Our crops are carrying potential and lets hope we can make a margin on them because it’s going to require some skill. Against prices that are struggling around break-even, it’s essential to extract the maximum yield while trying to contain costs. Situation normal.
Thankfully, all the overwintered crops are in excellent shape and have great root systems; obvious by the green and vigorous tillering. However, there is already loads of disease. Should we be bothered by all that rust, septoria and mildew? No, not really, don’t be panicked; just work out a thorough disease control programme and stick to it. Make your plan and know what its all going to cost you – your agronomist must fess-up to this fully in advance – don’t wait for nasty surprises and a row about spend. And while you’re at it, get products ordered so that there’s not another row about supply.

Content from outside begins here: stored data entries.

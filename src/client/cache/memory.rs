//! # In-Memory Reference Cache
//!
//! A small [`NormalizedCache`] implementation. Operation results are stored
//! under the operation's cache key and every entity found in a result is merged
//! into a `"Typename:id"` record. Reads overlay the latest entity records onto
//! the stored result, so a mutation that changes an entity is visible to every
//! query that selected it.
//!
//! There is no separate optimistic layer: optimistic writes land in the same
//! records as confirmed ones, and the sync layer reverts them through snapshots.

use super::{default_data_id, NormalizedCache, NormalizedCacheObject};
use crate::shared::error::{Result, SyncError};
use crate::shared::graphql::Operation;
use serde_json::{Map, Value};
use std::sync::{PoisonError, RwLock};
use tokio::sync::watch;

#[derive(Debug, Default)]
struct MemoryCacheState {
    entries: NormalizedCacheObject,
    silenced: bool,
    broadcasts: u64,
}

/// In-memory normalized cache
#[derive(Debug)]
pub struct MemoryCache {
    state: RwLock<MemoryCacheState>,
    watch_tx: watch::Sender<u64>,
}

impl MemoryCache {
    /// Create an empty cache
    pub fn new() -> Self {
        let (watch_tx, _) = watch::channel(0);
        Self {
            state: RwLock::new(MemoryCacheState::default()),
            watch_tx,
        }
    }

    /// Receive the broadcast counter every time watchers are notified
    pub fn subscribe(&self) -> watch::Receiver<u64> {
        self.watch_tx.subscribe()
    }

    /// Number of broadcasts so far
    pub fn broadcast_count(&self) -> u64 {
        self.state.read().unwrap_or_else(PoisonError::into_inner).broadcasts
    }

    /// Whether broadcasting is currently suspended
    pub fn is_broadcast_silenced(&self) -> bool {
        self.state.read().unwrap_or_else(PoisonError::into_inner).silenced
    }

    /// Stored record for a cache id
    pub fn entry(&self, id: &str) -> Option<Value> {
        self.state
            .read()
            .unwrap_or_else(PoisonError::into_inner)
            .entries
            .get(id)
            .cloned()
    }

    fn notify(&self, force: bool) {
        let count = {
            let mut state = self.state.write().unwrap_or_else(PoisonError::into_inner);
            if state.silenced && !force {
                return;
            }
            state.broadcasts += 1;
            state.broadcasts
        };
        self.watch_tx.send_replace(count);
    }
}

impl Default for MemoryCache {
    fn default() -> Self {
        Self::new()
    }
}

fn collect_entities(value: &Value, out: &mut Vec<(String, Map<String, Value>)>) {
    match value {
        Value::Object(map) => {
            if let Some(id) = default_data_id(map) {
                out.push((id, map.clone()));
            }
            map.values().for_each(|child| collect_entities(child, out));
        }
        Value::Array(items) => items.iter().for_each(|child| collect_entities(child, out)),
        _ => {}
    }
}

fn overlay(value: &Value, entries: &NormalizedCacheObject) -> Value {
    match value {
        Value::Object(map) => {
            let record = default_data_id(map)
                .and_then(|id| entries.get(&id))
                .and_then(Value::as_object);
            let fields = map
                .iter()
                .map(|(key, child)| {
                    let latest = record.and_then(|r| r.get(key)).unwrap_or(child);
                    (key.clone(), overlay(latest, entries))
                })
                .collect();
            Value::Object(fields)
        }
        Value::Array(items) => Value::Array(items.iter().map(|item| overlay(item, entries)).collect()),
        other => other.clone(),
    }
}

impl NormalizedCache for MemoryCache {
    fn extract(&self, _include_optimistic: bool) -> NormalizedCacheObject {
        self.state.read().unwrap_or_else(PoisonError::into_inner).entries.clone()
    }

    fn restore(&self, content: NormalizedCacheObject) {
        self.state.write().unwrap_or_else(PoisonError::into_inner).entries = content;
        self.notify(false);
    }

    fn read_query(&self, query: &Operation) -> Result<Value> {
        let state = self.state.read().unwrap_or_else(PoisonError::into_inner);
        let key = query.cache_key();
        let stored = state
            .entries
            .get(&key)
            .ok_or_else(|| SyncError::CacheMiss { key: key.clone() })?;
        Ok(overlay(stored, &state.entries))
    }

    fn write_query(&self, operation: &Operation, data: &Value) -> Result<()> {
        let mut entities = Vec::new();
        collect_entities(data, &mut entities);
        {
            let mut state = self.state.write().unwrap_or_else(PoisonError::into_inner);
            for (id, fields) in entities {
                let record = state
                    .entries
                    .entry(id)
                    .or_insert_with(|| Value::Object(Map::new()));
                if let Value::Object(existing) = record {
                    existing.extend(fields);
                }
            }
            state.entries.insert(operation.cache_key(), data.clone());
        }
        self.notify(false);
        Ok(())
    }

    fn set_broadcast_silenced(&self, silenced: bool) -> bool {
        let mut state = self.state.write().unwrap_or_else(PoisonError::into_inner);
        std::mem::replace(&mut state.silenced, silenced)
    }

    fn broadcast_watches(&self) {
        self.notify(true);
    }
}
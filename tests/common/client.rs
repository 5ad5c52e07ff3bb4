//! Client and database fixtures

use std::path::Path;
use std::time::Duration;
use wiremock::MockServer;
use xfsync::client::local_db::LocalDatabase;
use xfsync::client::offline::BackoffStrategy;
use xfsync::client::sync::{ConflictResolver, NetworkStatus};
use xfsync::client::{OfflineClient, OfflineClientBuilder};
use xfsync::shared::SyncConfig;

use super::mock_server::graphql_url;

/// Builder pointed at the mock server with retries that do not sleep
pub fn client_builder(server: &MockServer, database: LocalDatabase, status: NetworkStatus) -> OfflineClientBuilder {
    let config = SyncConfig::builder()
        .endpoint(graphql_url(server))
        .request_timeout_secs(5)
        .build()
        .expect("valid test config");
    OfflineClient::builder(config)
        .database(database)
        .backoff(BackoffStrategy::Fixed { interval_ms: 0 })
        .network_status(status)
}

/// Client backed by an in-memory database
pub async fn create_test_client(server: &MockServer, status: NetworkStatus) -> OfflineClient {
    let database = LocalDatabase::in_memory().await.expect("in-memory database");
    client_builder(server, database, status)
        .build()
        .await
        .expect("client builds")
}

/// Client backed by an in-memory database with a conflict resolver
pub async fn create_client_with_resolver(
    server: &MockServer,
    status: NetworkStatus,
    resolver: ConflictResolver,
) -> OfflineClient {
    let database = LocalDatabase::in_memory().await.expect("in-memory database");
    client_builder(server, database, status)
        .conflict_resolver(resolver)
        .build()
        .await
        .expect("client builds")
}

/// Client backed by a database file, for restart scenarios
pub async fn create_file_client(server: &MockServer, db_path: &Path, status: NetworkStatus) -> OfflineClient {
    let database = LocalDatabase::open(db_path).await.expect("database file opens");
    client_builder(server, database, status)
        .build()
        .await
        .expect("client builds")
}

/// Wait until the queue is empty
pub async fn wait_for_drain(client: &OfflineClient) {
    tokio::time::timeout(Duration::from_secs(10), async {
        while client.pending_count().await > 0 {
            tokio::time::sleep(Duration::from_millis(10)).await;
        }
    })
    .await
    .expect("queue drained in time");
}
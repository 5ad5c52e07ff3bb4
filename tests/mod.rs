//! Test suite for xfsync
//!
//! Integration tests drive a full `OfflineClient` against a wiremock GraphQL
//! server; property tests exercise identifier extraction and rewriting.

pub mod common;
pub mod integration;
pub mod property;
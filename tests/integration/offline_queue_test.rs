//! Offline queue integration tests
//!
//! Issuing mutations while offline, replay order, and resuming a drain that
//! was interrupted by a connectivity change.

use crate::common::*;
use crate::{assert_ok, assert_pending};
use pretty_assertions::assert_eq;
use serde_json::json;
use std::time::Duration;
use uuid::Uuid;
use xfsync::client::offline::MutationContext;
use xfsync::client::sync::NetworkStatus;
use xfsync::shared::{Operation, QueueEventKind};

fn add_todo(name: &str) -> Operation {
    Operation::new("mutation AddTodo($name: String!) { addTodo(name: $name) { __typename id name } }")
        .with_variables(json!({ "name": name }))
}

fn named(name: &str) -> Operation {
    Operation::new(format!("mutation {} {{ touch {{ __typename id }} }}", name))
}

#[tokio::test]
async fn test_offline_mutation_returns_optimistic_result_without_network() {
    let server = start_graphql_server().await;
    let client = create_test_client(&server, NetworkStatus::Offline).await;

    let temp_id = Uuid::new_v4().to_string();
    let optimistic = json!({"addTodo": {"__typename": "Todo", "id": temp_id, "name": "milk"}});
    let outcome = assert_ok!(
        client
            .mutate(add_todo("milk"), MutationContext::new().optimistic_response(optimistic.clone()))
            .await
    );

    assert_eq!(outcome.immediate(), &optimistic);
    let pending = assert_pending!(outcome);
    assert_eq!(pending.optimistic(), &optimistic);

    let cached = client.cache().extract(true);
    assert!(cached.contains_key(&format!("Todo:{}", temp_id)));
    assert_eq!(client.pending_count().await, 1);
    assert!(received_bodies(&server).await.is_empty());
}

#[tokio::test]
async fn test_offline_mutation_without_optimistic_response_returns_null_skeleton() {
    let server = start_graphql_server().await;
    let client = create_test_client(&server, NetworkStatus::Offline).await;

    let outcome = assert_ok!(client.mutate(add_todo("bread"), MutationContext::new()).await);

    assert_eq!(outcome.immediate(), &json!({"addTodo": null}));
    assert!(received_bodies(&server).await.is_empty());

    let effects = client.pending_effects().await;
    assert_eq!(effects.len(), 1);
    assert_eq!(effects[0].mutation_name().as_deref(), Some("addTodo"));
}

#[tokio::test]
async fn test_queries_cannot_be_queued() {
    let server = start_graphql_server().await;
    let client = create_test_client(&server, NetworkStatus::Offline).await;

    let result = client
        .mutate(Operation::new("query Todos { todos { id } }"), MutationContext::new())
        .await;

    assert!(matches!(result, Err(xfsync::shared::SyncError::Validation { .. })));
    assert_eq!(client.pending_count().await, 0);
}

#[tokio::test]
async fn test_queued_mutations_replay_in_issue_order() {
    let server = start_graphql_server().await;
    for name in ["First", "Second", "Third"] {
        mount_operation(
            &server,
            name,
            data_response(json!({"touch": {"__typename": "Counter", "id": name}})),
        )
        .await;
    }
    let client = create_test_client(&server, NetworkStatus::Offline).await;

    let mut handles = Vec::new();
    for name in ["First", "Second", "Third"] {
        let outcome = assert_ok!(client.mutate(named(name), MutationContext::new()).await);
        handles.push(assert_pending!(outcome));
    }
    assert!(received_bodies(&server).await.is_empty());

    client.set_online(true);
    for handle in handles {
        let committed = tokio::time::timeout(Duration::from_secs(10), handle.committed())
            .await
            .expect("mutation settled");
        assert_ok!(committed);
    }

    assert_eq!(received_operation_names(&server).await, vec!["First", "Second", "Third"]);
    assert_eq!(client.pending_count().await, 0);
    assert!(client.id_map().await.is_empty());
}

#[tokio::test]
async fn test_mutation_issued_online_is_still_queued_first() {
    let server = start_graphql_server().await;
    mount_operation(
        &server,
        "AddTodo",
        data_response(json!({"addTodo": {"__typename": "Todo", "id": "42", "name": "eggs"}})),
    )
    .await;
    let client = create_test_client(&server, NetworkStatus::Online).await;

    let outcome = assert_ok!(client.mutate(add_todo("eggs"), MutationContext::new()).await);
    let pending = assert_pending!(outcome);
    let data = assert_ok!(pending.committed().await);

    assert_eq!(data["addTodo"]["id"], "42");
    assert_eq!(received_bodies(&server).await.len(), 1);
    assert!(client.cache().extract(true).contains_key("Todo:42"));
}

#[tokio::test]
async fn test_going_offline_mid_drain_resumes_without_duplicates() {
    let server = start_graphql_server().await;
    mount_operation(&server, "First", data_response(json!({"touch": {"__typename": "Counter", "id": "1"}}))).await;
    mount_delayed_operation(
        &server,
        "Second",
        json!({"touch": {"__typename": "Counter", "id": "2"}}),
        Duration::from_millis(300),
    )
    .await;
    mount_operation(&server, "Third", data_response(json!({"touch": {"__typename": "Counter", "id": "3"}}))).await;

    let client = create_test_client(&server, NetworkStatus::Offline).await;
    let mut events = client.subscribe_events();

    let first = assert_pending!(assert_ok!(client.mutate(named("First"), MutationContext::new()).await));
    let first_id = first.effect_id();
    for name in ["Second", "Third"] {
        assert_ok!(client.mutate(named(name), MutationContext::new()).await);
    }

    client.set_online(true);
    tokio::time::timeout(Duration::from_secs(10), async {
        loop {
            let event = events.recv().await.expect("event channel open");
            if event.effect_id == Some(first_id) && event.kind == QueueEventKind::Committed {
                return;
            }
        }
    })
    .await
    .expect("first mutation committed");
    client.set_online(false);

    // Whatever was in flight finishes; nothing new is sent while offline
    tokio::time::sleep(Duration::from_millis(600)).await;
    let names = received_operation_names(&server).await;
    assert!(!names.contains(&"Third".to_string()), "sent while offline: {:?}", names);
    assert!(client.pending_count().await >= 1);

    client.set_online(true);
    wait_for_drain(&client).await;

    assert_eq!(received_operation_names(&server).await, vec!["First", "Second", "Third"]);
}

#[tokio::test]
async fn test_status_reports_pending_and_network() {
    let server = start_graphql_server().await;
    let client = create_test_client(&server, NetworkStatus::Offline).await;

    assert_ok!(client.mutate(named("Later"), MutationContext::new()).await);

    let status = client.status().await;
    assert_eq!(status.pending_operations, 1);
    assert_eq!(status.network_status, NetworkStatus::Offline);
    assert!(!status.is_syncing);
}
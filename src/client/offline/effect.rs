//! # Mutation Effects
//!
//! A [`MutationEffect`] is one queued mutation: the operation to send, the
//! optimistic response shown while it waits, and its replay bookkeeping. The
//! effect id doubles as the correlation token tying temporary identifiers to
//! the mutation that introduced them.

use crate::shared::graphql::Operation;
use serde::{Deserialize, Serialize};
use serde_json::Value;
use uuid::Uuid;

/// Lifecycle state of an effect
#[derive(Debug, Clone, Copy, Serialize, Deserialize, PartialEq, Eq)]
#[serde(rename_all = "snake_case")]
pub enum EffectStatus {
    /// Waiting in the queue
    Queued,
    /// Handed to the network
    InFlight,
    /// Confirmed by the server
    Committed,
    /// Dropped permanently
    Discarded,
}

impl EffectStatus {
    /// Whether the effect has left the queue for good
    pub fn is_terminal(self) -> bool {
        matches!(self, EffectStatus::Committed | EffectStatus::Discarded)
    }
}

/// Queued mutation with metadata
#[derive(Debug, Clone, Serialize, Deserialize, PartialEq)]
pub struct MutationEffect {
    /// Effect ID and correlation token
    pub id: Uuid,
    /// Mutation to send
    pub operation: Operation,
    /// Result shown to the caller and written to the cache while queued
    pub optimistic_response: Option<Value>,
    /// Queries re-run after the mutation commits
    #[serde(default)]
    pub refetch_queries: Vec<Operation>,
    /// Current status
    pub status: EffectStatus,
    /// Failed attempts so far
    pub retry_count: u32,
    /// Timestamp when queued
    pub enqueued_at: String,
    /// Timestamp of last attempt
    pub last_attempt: Option<String>,
    /// Error message from last failure
    pub last_error: Option<String>,
}

impl MutationEffect {
    /// Create a queued effect for `operation`
    pub fn new(operation: Operation) -> Self {
        Self {
            id: Uuid::new_v4(),
            operation,
            optimistic_response: None,
            refetch_queries: Vec::new(),
            status: EffectStatus::Queued,
            retry_count: 0,
            enqueued_at: chrono::Utc::now().to_rfc3339(),
            last_attempt: None,
            last_error: None,
        }
    }

    /// Set the optimistic response
    pub fn with_optimistic_response(mut self, response: Value) -> Self {
        self.optimistic_response = Some(response);
        self
    }

    /// Set the queries re-run after commit
    pub fn with_refetch_queries(mut self, queries: Vec<Operation>) -> Self {
        self.refetch_queries = queries;
        self
    }

    /// Name used in logs and conflict reports
    pub fn mutation_name(&self) -> Option<String> {
        self.operation
            .operation_name
            .clone()
            .or_else(|| self.operation.root_fields().into_iter().next())
    }

    /// Result handed to the caller before the server answers
    ///
    /// The optimistic response when one was given, otherwise every top-level
    /// response key mapped to `null`.
    pub fn immediate_result(&self) -> Value {
        match &self.optimistic_response {
            Some(response) => response.clone(),
            None => null_skeleton(&self.operation),
        }
    }
}

/// Every top-level response key of `operation` mapped to `null`
pub fn null_skeleton(operation: &Operation) -> Value {
    Value::Object(
        operation
            .root_fields()
            .into_iter()
            .map(|field| (field, Value::Null))
            .collect(),
    )
}
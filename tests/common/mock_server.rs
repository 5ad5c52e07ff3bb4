//! Mock GraphQL server helpers
//!
//! Responses are matched on the `operationName` of the posted body, so each
//! test mounts one mock per mutation it issues.

use serde_json::{json, Value};
use std::time::Duration;
use wiremock::matchers::{body_partial_json, method, path};
use wiremock::{Mock, MockServer, ResponseTemplate};

pub const GRAPHQL_PATH: &str = "/graphql";

/// Start a mock server with nothing mounted
pub async fn start_graphql_server() -> MockServer {
    MockServer::start().await
}

/// Endpoint URL of the mock server
pub fn graphql_url(server: &MockServer) -> String {
    format!("{}{}", server.uri(), GRAPHQL_PATH)
}

/// `200 {"data": ...}`
pub fn data_response(data: Value) -> ResponseTemplate {
    ResponseTemplate::new(200).set_body_json(json!({ "data": data }))
}

/// `200 {"data": null, "errors": [...]}`
pub fn errors_response(errors: Value) -> ResponseTemplate {
    ResponseTemplate::new(200).set_body_json(json!({ "data": null, "errors": errors }))
}

/// Plain-text server failure
pub fn server_error() -> ResponseTemplate {
    ResponseTemplate::new(500).set_body_string("internal error")
}

/// Answer every request for `operation_name` with `response`
pub async fn mount_operation(server: &MockServer, operation_name: &str, response: ResponseTemplate) {
    Mock::given(method("POST"))
        .and(path(GRAPHQL_PATH))
        .and(body_partial_json(json!({ "operationName": operation_name })))
        .respond_with(response)
        .mount(server)
        .await;
}

/// Like [`mount_operation`] with the response held back for `delay`
pub async fn mount_delayed_operation(server: &MockServer, operation_name: &str, data: Value, delay: Duration) {
    mount_operation(server, operation_name, data_response(data).set_delay(delay)).await;
}

/// Request bodies the server has received, in arrival order
pub async fn received_bodies(server: &MockServer) -> Vec<Value> {
    server
        .received_requests()
        .await
        .unwrap_or_default()
        .iter()
        .map(|request| serde_json::from_slice(&request.body).expect("request body is JSON"))
        .collect()
}

/// `operationName` of every received request, in arrival order
pub async fn received_operation_names(server: &MockServer) -> Vec<String> {
    received_bodies(server)
        .await
        .iter()
        .filter_map(|body| body["operationName"].as_str().map(str::to_string))
        .collect()
}

/// Answer the next request for `operation_name` with `response`, ahead of any
/// other mock for that operation
pub async fn mount_operation_once(server: &MockServer, operation_name: &str, response: ResponseTemplate) {
    Mock::given(method("POST"))
        .and(path(GRAPHQL_PATH))
        .and(body_partial_json(json!({ "operationName": operation_name })))
        .respond_with(response)
        .up_to_n_times(1)
        .with_priority(1)
        .mount(server)
        .await;
}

Weeds are all sorted – well, the nasty ones are anyway; what’s left is the easy stuff. So its all about control of disease, lodging and getting the correct level of nitrogen into crops at the correct timing. For now, they all look like they contain the first dressing of nitrogen already, so we’re not going to be rushing at them with more until its obvious that they need it – think about lodging control. Some forward cereals will not require nitrogen till April.
Likewise, oilseed rape is mostly very forward with large canopies, although a bit bashed about by winter. It will recover quickly and most is obviously so full of nitrogen already that early doses will be minimal. There will be some useful economies to be made on nitrogen doses, for sure.
So it looks like being a staggered start to the season with fungicides and growth regulators, while the only fertiliser spreading is a bit of potash while you’re waiting for the real action to start. Meanwhile, spring barley could be going in the ground this week, which is the great start that it really needs.